### TASK
Print word for word the first line of the records below and every following line through the one containing "const UNSAFE_TYPES: [&str;"; print nothing else.

### GIVEN RECORDS
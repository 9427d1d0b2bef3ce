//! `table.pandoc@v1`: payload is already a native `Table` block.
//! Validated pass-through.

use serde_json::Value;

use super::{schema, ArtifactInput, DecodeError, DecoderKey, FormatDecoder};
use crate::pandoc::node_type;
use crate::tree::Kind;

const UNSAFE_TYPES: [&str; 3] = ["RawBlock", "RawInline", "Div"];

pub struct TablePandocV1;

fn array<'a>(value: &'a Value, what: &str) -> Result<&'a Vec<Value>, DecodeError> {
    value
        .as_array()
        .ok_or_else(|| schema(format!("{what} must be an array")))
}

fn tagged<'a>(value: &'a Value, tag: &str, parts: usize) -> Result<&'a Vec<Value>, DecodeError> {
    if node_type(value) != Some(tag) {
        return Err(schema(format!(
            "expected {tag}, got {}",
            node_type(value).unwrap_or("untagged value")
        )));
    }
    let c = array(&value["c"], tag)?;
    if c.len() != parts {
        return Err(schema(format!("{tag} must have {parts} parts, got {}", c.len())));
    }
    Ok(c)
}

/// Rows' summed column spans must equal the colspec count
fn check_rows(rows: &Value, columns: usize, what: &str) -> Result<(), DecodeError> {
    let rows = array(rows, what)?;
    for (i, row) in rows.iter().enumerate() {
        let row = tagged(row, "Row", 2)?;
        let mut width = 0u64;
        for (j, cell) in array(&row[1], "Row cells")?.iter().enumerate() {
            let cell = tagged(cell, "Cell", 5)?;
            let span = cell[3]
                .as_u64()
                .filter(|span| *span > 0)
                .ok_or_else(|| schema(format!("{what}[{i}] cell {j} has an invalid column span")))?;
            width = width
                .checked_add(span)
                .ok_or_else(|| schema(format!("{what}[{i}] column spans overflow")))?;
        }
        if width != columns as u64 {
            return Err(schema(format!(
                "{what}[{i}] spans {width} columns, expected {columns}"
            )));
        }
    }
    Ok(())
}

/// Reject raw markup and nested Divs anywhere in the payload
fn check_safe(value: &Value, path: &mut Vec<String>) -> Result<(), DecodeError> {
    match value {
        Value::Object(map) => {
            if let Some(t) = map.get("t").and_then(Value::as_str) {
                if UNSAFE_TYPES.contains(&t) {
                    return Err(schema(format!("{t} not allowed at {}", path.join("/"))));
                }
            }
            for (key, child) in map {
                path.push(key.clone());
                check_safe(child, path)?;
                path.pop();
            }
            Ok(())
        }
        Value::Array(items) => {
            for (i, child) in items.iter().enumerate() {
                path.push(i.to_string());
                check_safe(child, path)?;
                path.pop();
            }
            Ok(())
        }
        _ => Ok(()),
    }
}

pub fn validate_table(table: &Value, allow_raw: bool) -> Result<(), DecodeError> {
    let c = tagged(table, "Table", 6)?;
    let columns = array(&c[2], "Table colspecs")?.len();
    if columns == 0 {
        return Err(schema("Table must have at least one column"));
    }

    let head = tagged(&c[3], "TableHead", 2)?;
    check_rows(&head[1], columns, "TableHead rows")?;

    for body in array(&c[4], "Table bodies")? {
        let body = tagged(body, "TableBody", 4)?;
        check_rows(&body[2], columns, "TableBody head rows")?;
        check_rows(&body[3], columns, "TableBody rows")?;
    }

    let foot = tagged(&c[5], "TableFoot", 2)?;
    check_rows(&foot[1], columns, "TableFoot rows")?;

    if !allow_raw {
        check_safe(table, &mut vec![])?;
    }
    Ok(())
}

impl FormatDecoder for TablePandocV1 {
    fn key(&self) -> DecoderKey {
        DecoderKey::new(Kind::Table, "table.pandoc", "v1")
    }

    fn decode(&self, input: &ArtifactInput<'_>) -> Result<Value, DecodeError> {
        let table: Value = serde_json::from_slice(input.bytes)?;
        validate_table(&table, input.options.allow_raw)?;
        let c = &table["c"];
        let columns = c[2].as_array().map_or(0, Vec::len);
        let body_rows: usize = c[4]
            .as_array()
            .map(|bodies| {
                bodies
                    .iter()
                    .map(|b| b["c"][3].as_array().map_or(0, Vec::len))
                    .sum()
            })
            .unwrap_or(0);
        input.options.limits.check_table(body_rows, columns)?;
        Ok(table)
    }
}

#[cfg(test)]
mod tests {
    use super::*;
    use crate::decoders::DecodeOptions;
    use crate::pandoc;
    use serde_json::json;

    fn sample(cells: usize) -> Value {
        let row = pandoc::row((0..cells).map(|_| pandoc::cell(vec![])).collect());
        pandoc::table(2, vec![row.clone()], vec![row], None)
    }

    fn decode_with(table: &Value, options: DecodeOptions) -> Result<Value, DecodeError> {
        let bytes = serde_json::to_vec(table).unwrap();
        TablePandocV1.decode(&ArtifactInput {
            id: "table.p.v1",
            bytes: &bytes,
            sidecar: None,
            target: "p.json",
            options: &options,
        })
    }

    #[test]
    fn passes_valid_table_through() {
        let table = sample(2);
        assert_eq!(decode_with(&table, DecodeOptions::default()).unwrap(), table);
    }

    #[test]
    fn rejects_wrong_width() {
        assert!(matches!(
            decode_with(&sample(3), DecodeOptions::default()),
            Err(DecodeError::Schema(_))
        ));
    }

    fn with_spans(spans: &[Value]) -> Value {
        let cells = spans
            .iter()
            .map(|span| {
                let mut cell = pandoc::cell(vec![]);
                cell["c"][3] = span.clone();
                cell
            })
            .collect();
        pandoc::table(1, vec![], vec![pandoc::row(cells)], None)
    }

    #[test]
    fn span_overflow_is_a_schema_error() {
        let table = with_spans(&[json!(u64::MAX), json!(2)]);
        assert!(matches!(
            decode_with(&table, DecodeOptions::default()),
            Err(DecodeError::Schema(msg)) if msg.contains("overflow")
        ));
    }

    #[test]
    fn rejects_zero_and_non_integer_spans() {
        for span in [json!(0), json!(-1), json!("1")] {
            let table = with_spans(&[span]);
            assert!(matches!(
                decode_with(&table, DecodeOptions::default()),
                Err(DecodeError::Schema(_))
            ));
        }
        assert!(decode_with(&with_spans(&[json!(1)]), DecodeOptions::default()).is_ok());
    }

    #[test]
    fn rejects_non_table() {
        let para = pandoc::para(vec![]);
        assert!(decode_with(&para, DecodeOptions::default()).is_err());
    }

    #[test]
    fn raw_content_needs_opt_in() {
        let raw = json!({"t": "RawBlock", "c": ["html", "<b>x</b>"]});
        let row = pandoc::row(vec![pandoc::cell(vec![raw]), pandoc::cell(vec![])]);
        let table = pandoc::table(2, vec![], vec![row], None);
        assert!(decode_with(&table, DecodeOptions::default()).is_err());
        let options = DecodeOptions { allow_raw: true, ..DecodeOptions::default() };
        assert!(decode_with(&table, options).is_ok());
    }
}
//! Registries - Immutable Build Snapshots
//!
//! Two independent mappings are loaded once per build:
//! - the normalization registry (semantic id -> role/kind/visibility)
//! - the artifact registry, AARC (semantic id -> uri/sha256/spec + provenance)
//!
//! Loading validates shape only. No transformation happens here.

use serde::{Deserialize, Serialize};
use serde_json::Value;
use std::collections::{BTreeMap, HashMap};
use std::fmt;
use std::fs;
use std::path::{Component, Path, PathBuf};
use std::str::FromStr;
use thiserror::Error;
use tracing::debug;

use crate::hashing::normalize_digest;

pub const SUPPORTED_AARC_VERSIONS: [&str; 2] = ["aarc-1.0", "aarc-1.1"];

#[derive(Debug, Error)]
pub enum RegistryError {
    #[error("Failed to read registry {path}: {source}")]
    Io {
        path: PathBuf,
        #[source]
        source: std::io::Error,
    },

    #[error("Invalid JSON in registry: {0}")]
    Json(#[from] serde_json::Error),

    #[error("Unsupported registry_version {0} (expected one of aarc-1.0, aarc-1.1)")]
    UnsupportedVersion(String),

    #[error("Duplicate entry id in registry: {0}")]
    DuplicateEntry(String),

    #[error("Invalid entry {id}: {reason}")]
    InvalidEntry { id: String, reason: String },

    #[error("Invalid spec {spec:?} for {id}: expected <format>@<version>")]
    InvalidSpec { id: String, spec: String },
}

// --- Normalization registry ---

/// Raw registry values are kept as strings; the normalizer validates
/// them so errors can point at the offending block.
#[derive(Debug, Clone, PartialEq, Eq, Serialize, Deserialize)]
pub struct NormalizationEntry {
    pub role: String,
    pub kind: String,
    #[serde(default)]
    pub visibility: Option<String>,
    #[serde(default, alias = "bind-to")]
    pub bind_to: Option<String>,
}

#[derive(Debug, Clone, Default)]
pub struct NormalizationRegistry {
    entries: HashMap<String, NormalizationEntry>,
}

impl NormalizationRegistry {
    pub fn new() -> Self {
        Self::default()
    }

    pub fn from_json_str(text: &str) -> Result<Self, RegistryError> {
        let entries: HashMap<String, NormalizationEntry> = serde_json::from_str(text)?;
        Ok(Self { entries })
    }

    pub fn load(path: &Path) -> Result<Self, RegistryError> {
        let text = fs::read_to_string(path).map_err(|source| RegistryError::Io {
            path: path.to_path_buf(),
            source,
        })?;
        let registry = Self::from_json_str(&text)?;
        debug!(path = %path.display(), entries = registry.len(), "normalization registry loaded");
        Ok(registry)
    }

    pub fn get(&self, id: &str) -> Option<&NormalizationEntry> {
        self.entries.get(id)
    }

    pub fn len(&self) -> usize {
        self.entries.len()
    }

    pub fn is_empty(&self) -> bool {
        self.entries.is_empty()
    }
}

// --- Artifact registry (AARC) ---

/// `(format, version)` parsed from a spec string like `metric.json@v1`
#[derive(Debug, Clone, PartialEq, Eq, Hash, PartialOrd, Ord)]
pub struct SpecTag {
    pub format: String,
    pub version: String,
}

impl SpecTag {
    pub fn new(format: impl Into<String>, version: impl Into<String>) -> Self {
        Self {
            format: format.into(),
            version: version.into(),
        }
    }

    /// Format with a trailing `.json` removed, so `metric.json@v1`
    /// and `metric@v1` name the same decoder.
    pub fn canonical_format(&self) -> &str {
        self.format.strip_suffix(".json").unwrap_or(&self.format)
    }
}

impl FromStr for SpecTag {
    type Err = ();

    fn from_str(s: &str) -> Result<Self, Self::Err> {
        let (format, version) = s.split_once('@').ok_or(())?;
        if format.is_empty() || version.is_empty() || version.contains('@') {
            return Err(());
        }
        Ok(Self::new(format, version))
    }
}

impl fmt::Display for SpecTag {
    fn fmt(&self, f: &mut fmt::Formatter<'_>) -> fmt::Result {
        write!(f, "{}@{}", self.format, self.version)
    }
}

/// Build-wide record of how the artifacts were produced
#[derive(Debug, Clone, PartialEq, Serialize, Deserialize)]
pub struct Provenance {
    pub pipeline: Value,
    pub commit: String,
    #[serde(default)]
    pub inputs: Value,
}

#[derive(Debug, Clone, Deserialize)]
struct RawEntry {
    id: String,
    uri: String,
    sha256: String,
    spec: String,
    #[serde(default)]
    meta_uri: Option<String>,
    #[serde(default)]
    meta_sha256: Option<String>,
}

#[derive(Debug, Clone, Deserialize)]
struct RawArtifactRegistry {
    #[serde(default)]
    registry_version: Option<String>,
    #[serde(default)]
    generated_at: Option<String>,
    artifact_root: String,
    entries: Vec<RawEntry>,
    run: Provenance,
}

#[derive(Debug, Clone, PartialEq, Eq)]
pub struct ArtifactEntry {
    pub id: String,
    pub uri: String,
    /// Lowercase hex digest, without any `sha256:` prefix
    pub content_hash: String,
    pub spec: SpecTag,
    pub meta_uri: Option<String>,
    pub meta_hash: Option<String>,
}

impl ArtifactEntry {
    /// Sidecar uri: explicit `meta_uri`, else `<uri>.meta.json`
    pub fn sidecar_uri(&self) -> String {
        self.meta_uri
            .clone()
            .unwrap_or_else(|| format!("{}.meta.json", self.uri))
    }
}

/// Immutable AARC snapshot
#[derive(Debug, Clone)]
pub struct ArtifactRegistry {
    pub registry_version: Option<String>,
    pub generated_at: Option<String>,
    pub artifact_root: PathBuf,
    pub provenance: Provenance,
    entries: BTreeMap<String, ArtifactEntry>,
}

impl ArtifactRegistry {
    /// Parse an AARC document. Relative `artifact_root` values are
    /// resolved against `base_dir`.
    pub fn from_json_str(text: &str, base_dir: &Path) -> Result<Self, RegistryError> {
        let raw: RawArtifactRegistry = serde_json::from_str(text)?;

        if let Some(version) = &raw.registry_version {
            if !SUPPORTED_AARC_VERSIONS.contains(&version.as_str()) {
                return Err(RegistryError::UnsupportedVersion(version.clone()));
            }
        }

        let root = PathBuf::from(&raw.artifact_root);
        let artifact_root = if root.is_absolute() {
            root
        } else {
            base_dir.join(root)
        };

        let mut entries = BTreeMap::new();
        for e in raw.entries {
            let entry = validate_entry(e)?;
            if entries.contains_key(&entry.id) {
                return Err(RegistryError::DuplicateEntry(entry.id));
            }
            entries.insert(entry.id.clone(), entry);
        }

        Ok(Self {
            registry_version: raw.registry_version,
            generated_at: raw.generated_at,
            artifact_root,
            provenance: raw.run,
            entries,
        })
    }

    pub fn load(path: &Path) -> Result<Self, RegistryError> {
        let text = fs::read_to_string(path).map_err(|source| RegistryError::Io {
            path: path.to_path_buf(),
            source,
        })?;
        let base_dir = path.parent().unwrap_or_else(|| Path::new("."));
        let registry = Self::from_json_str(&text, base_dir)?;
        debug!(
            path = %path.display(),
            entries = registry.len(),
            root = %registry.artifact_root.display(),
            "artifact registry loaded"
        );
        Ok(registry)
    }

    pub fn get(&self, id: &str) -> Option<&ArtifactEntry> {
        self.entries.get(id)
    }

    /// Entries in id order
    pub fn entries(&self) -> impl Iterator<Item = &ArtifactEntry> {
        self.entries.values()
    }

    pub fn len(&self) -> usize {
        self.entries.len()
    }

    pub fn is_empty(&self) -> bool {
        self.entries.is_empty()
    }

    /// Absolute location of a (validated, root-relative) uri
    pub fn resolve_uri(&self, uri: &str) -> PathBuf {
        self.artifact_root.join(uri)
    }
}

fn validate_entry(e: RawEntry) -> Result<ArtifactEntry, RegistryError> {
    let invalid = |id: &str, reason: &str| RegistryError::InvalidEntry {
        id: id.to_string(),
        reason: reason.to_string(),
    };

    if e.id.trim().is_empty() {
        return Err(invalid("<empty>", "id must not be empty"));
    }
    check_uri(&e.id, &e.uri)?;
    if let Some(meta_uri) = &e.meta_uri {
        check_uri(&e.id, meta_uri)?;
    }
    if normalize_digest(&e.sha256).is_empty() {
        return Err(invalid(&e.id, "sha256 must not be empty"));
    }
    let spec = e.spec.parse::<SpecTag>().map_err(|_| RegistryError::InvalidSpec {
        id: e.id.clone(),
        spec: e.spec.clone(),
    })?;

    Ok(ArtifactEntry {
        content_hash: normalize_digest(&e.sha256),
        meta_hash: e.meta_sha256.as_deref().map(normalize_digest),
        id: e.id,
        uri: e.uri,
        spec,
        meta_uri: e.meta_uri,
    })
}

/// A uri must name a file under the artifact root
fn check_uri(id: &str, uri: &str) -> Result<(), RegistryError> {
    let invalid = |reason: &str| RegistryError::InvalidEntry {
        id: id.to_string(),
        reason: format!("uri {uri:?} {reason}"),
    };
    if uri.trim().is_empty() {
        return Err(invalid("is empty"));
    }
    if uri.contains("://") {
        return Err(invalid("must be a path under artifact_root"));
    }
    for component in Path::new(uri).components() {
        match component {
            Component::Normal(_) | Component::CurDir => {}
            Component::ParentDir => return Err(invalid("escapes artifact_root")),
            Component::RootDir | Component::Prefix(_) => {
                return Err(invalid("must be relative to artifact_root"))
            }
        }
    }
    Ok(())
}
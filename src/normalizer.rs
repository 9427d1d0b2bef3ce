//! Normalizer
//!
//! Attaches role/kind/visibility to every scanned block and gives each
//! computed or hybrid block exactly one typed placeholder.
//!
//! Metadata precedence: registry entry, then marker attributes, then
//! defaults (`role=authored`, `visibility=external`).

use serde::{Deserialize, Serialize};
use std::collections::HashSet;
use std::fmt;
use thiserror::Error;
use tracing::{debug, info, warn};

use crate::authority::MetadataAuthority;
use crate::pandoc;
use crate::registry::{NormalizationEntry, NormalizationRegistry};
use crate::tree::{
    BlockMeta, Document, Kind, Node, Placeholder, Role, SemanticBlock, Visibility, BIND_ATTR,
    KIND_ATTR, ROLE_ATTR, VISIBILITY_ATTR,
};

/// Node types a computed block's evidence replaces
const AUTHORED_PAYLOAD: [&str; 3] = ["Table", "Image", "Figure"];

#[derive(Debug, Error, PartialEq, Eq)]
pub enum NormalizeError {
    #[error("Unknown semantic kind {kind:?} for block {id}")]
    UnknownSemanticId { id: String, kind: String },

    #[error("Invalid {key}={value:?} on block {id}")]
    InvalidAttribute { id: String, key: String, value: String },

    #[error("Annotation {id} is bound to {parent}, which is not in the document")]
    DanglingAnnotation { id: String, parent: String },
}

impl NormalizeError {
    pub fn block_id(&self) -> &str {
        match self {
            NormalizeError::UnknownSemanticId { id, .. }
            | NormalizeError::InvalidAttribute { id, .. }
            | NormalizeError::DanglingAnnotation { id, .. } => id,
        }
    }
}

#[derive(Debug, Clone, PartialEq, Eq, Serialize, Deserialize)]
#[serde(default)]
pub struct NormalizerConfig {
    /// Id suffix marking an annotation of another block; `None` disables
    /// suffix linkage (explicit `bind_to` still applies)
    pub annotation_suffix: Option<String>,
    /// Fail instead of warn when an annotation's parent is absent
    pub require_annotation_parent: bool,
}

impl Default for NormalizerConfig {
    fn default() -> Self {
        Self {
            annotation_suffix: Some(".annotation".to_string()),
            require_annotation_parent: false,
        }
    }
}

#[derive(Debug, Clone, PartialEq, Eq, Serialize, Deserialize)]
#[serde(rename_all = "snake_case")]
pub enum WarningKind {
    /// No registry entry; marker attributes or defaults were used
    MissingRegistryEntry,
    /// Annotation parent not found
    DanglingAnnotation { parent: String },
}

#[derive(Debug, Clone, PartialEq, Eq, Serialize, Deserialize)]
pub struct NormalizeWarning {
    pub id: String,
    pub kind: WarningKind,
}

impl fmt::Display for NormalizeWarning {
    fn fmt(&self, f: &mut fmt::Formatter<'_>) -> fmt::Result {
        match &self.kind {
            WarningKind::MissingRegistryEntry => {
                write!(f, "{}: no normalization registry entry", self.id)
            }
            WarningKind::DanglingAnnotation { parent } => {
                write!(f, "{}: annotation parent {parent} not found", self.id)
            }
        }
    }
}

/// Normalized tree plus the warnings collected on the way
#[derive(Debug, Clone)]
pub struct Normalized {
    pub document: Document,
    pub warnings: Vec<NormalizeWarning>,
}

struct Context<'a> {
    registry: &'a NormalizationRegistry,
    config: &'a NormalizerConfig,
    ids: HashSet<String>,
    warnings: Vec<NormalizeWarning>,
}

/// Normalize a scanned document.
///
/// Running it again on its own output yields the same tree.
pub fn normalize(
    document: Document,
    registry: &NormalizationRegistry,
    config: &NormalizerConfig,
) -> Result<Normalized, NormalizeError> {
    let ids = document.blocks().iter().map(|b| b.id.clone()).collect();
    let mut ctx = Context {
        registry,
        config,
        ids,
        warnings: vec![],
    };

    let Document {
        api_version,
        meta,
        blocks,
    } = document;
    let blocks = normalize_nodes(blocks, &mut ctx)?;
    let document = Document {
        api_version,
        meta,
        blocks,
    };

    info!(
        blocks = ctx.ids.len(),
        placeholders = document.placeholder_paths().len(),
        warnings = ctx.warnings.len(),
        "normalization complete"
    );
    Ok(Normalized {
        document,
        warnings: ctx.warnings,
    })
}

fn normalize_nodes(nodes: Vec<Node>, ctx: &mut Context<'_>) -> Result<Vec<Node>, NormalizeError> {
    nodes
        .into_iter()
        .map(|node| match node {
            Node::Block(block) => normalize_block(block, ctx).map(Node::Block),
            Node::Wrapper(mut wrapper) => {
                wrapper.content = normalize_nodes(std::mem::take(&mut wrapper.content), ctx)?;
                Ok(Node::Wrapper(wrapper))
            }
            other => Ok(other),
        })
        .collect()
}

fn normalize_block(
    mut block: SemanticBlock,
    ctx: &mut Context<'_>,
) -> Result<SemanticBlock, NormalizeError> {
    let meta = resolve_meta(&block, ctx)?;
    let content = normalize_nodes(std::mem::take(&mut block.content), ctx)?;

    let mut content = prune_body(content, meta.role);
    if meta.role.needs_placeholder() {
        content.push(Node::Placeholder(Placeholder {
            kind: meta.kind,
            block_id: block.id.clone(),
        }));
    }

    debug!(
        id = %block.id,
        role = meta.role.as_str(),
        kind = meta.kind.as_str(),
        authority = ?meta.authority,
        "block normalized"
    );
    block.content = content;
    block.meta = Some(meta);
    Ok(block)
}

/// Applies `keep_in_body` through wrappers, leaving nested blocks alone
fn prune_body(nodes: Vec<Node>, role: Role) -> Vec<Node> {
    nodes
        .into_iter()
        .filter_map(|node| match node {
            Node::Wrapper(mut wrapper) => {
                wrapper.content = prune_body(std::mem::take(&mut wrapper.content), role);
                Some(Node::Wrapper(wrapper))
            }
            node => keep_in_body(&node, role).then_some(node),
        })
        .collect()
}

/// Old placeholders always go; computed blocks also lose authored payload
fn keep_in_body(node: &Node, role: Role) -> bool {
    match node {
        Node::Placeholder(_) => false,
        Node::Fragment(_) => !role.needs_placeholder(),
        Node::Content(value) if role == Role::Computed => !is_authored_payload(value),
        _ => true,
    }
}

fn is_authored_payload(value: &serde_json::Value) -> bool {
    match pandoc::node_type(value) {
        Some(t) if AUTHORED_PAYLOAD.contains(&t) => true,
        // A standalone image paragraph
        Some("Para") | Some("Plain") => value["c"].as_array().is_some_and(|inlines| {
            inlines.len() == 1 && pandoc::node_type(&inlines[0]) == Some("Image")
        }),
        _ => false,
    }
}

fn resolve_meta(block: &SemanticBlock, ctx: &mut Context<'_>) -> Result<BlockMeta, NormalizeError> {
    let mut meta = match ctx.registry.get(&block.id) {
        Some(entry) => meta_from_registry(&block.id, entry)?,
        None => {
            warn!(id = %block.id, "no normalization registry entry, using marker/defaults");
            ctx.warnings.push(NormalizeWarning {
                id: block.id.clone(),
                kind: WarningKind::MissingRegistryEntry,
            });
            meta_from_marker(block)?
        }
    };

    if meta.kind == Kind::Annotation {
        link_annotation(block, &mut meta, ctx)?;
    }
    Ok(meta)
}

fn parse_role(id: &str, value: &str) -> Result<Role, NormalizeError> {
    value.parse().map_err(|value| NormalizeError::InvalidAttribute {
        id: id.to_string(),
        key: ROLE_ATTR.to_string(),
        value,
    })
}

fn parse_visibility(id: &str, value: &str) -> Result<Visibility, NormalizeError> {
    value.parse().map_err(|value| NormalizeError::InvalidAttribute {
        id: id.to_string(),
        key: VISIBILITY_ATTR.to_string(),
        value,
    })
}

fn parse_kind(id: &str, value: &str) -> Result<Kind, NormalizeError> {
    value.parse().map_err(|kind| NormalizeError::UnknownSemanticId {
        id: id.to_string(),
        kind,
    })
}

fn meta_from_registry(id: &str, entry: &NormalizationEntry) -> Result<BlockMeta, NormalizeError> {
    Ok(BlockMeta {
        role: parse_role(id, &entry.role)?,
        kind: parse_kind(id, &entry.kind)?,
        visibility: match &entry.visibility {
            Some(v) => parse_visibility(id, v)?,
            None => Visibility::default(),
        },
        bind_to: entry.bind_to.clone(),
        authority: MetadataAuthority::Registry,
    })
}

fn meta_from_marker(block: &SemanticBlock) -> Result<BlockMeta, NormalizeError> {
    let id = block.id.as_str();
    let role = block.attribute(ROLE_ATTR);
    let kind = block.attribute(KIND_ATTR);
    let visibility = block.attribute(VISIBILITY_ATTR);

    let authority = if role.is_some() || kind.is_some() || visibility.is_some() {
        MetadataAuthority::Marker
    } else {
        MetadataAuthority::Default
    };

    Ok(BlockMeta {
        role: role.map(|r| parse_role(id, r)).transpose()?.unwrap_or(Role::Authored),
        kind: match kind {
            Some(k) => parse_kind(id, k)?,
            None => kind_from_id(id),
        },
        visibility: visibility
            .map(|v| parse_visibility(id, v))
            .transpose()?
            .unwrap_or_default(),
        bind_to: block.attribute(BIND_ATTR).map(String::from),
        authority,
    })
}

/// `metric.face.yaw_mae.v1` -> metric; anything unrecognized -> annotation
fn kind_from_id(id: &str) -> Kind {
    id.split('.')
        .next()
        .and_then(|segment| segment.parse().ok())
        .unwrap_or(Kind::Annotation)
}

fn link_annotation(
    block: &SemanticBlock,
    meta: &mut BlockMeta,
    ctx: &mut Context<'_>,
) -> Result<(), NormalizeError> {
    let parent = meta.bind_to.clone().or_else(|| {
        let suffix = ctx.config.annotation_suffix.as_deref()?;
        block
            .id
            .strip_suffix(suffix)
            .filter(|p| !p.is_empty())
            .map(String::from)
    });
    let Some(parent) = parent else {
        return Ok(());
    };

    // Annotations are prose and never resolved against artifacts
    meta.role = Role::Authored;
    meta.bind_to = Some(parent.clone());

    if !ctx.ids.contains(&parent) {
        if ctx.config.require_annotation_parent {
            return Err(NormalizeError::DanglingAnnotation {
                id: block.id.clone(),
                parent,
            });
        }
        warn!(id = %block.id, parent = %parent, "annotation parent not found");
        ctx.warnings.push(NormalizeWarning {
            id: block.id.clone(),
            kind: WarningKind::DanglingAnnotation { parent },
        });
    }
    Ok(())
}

### RESPONSE
repository 9427d1d0b2bef3ce
//! `table.pandoc@v1`: payload is already a native `Table` block.
//! Validated pass-through.

use serde_json::Value;

use super::{schema, ArtifactInput, DecodeError, DecoderKey, FormatDecoder};
use crate::pandoc::node_type;
use crate::tree::Kind;

const UNSAFE_TYPES: [&str; 3] = ["RawBlock", "RawInline", "Div"];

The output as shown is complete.